Mercoledì 22 Giugno 2022 di Loris Del Frate
Una fonte

Dieci milioni di litri d’acqua persi perchè i tubi sono vecchi e spandono e poi ci sono altri altri 150mila litri al secondo buttati via. Se nel tempo in regione e in provincia ci fosse stata una gestione più rigida, seria e ragionata, oggi non avremmo alcun problema legato alla siccità. Sembra impossibile, eppure è così. Già, perchè gli acquedotti dei 20 Comuni della provincia di Pordenone gestiti da Hydrogea, perdono dalla fonte sino ai rubinetti delle case il 50 per cento dell’acqua. Un disastro pur in linea con la media dello spreco al Nord e decisamente meglio rispetto al Centro e al Sud d’Italia dove la perdita in alcuni casi supera il 65 per cento. Ma il peggio, sul fronte dell’acqua buttata letteralmente via, arriva ora. Gran parte dei pozzi artesiani di cui ampie zone del Friuli Venezia Giulia sono ricche, hanno un getto continuo, 24 ore su 24. Tutta acqua sprecata che non viene assolutamente recuperata perchè spandendosi a terra non riesce ad arrivare sino alla falda che, almeno per l’acqua potabile, si trova almeno a 120 metri sotto terra. Ebbene, i pozzi aresiani disperdono 150mila litri al secondo.


LA SOCIETÁ


La società pordenonese che gestisce l’acqua in 20 Comuni della provincia ha un movimento di 20 milioni di litri all’anno. Un numero decisamente alto di cui il 50 per cento viene disperso. Come dire che dall’acquedotto o dalle sorgenti di montagna non raggiunge mai i rubinetti delle case. Il perchè è presto spiegato: i tubi vecchi perdono la metà dell’acqua. «È vero - spiega l’ingegnere Mauro Trevisan, direttore di Hydrogea - il 50 per cento dell’acqua viene perso nel passaggio attraverso gli impianti. Per la verità - aggiunge - nei 10 milioni di litri che finiscono sul terreno e non si recuperano, vengono conteggiati pure quelli degli impianti montani, dove l’acqua cade per gravità e non viene emunta come negli impianti di pianura.

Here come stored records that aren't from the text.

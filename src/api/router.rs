//! HTTP router for the memo API.
//!
//! Middleware stack (outermost → innermost):
//! 1. CORS → 2. Request logging → Handler

use axum::http::{header, HeaderValue, Method, Uri};
use axum::routing::{get, post};
use axum::Router;
use tower_http::cors::{AllowOrigin, CorsLayer};

use crate::api::endpoints;
use crate::api::error::ApiError;
use crate::api::middleware;
use crate::api::types::ApiContext;

/// Build the memo API router.
pub fn memo_api_router(ctx: ApiContext, cors_origins: &[String]) -> Router {
    Router::new()
        .route("/", get(endpoints::health::check))
        .route("/generate_memo", post(endpoints::memo::generate))
        .route("/schemas", get(endpoints::schemas::list))
        .fallback(not_found)
        .with_state(ctx)
        .layer(axum::middleware::from_fn(middleware::logging::log_request))
        .layer(cors_layer(cors_origins))
}

async fn not_found(uri: Uri) -> ApiError {
    ApiError::NotFound(format!("No route for {}", uri.path()))
}

/// `*` allows any origin; otherwise only the listed origins. Entries that
/// are not valid header values are skipped with a warning.
pub fn cors_layer(origins: &[String]) -> CorsLayer {
    let allow_origin = if origins.iter().any(|o| o == "*") {
        AllowOrigin::any()
    } else {
        let parsed: Vec<HeaderValue> = origins
            .iter()
            .filter_map(|origin| match HeaderValue::from_str(origin) {
                Ok(value) => Some(value),
                Err(e) => {
                    tracing::warn!(origin = %origin, error = %e, "Ignoring invalid CORS origin");
                    None
                }
            })
            .collect();
        AllowOrigin::list(parsed)
    };

    CorsLayer::new()
        .allow_origin(allow_origin)
        .allow_methods([Method::GET, Method::POST, Method::OPTIONS])
        .allow_headers([header::CONTENT_TYPE, header::HeaderName::from_static("x-request-id")])
}
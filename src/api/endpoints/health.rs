use axum::Json;

use crate::api::types::HealthResponse;

/// `GET /`: liveness check.
pub async fn check() -> Json<HealthResponse> {
    Json(HealthResponse {
        status: "Tax Memo API is running",
        version: crate::config::APP_VERSION,
    })
}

L’acqua delle fonti montane non dovrebbe essere conteggiata tra quella persa. In ogni caso - va avanti Trevisan - la nostra media è più o meno identica a quella del Nord Italia. Discorso diverso, invece, per la città di Pordenone che di fatto detiene un record positvo perchè lo spreco, grazie a diversi lavori e al fatto che l’acquedotto è meno vetusto degli altri, è contenuta al 10 - 12 per cento». Resta da capire perchè non vengono sostituiti i tubi delle condotte dove ci son delle perdite. «Lo stiamo facendo e stiamo anche lavorando a un piano per individuare i punti più critici ai quali dare priorità. Hydrogea ha una rete di condotte di circa 1300 chilometri. Ogni anno, al massimo, è possibile sostituire 5 chilometri per le incombenze burocratiche, l’apertura dei cantieri e tutto il resto. Per sostituire solo la metà delle condotte servirebbe più di un secolo. Senza contare i costi».


LA FALLA PRINCIPALE


È la falla principale. Sul territorio regionale ce ne sono circa 50mila. «L’acqua del pozzo artesiano, soprattutto in alcune zone del Friuli - conclude il direttore di Hydrogea - esce a getto continuo. Il calcolo è semplice: lo spreco è di 3 litri d’acqua al secondo che moltiplicato per i 50 mila pozzi fa 150 mila litri al secondo, 9 milioni di litri all’ora. Uno spreco enorme». Come dire che con tutta quell’acqua che viene buttata via si potrebbe affrontare e risolvere senza problemi la siccità che sta colpendo duro anche i nostri territori».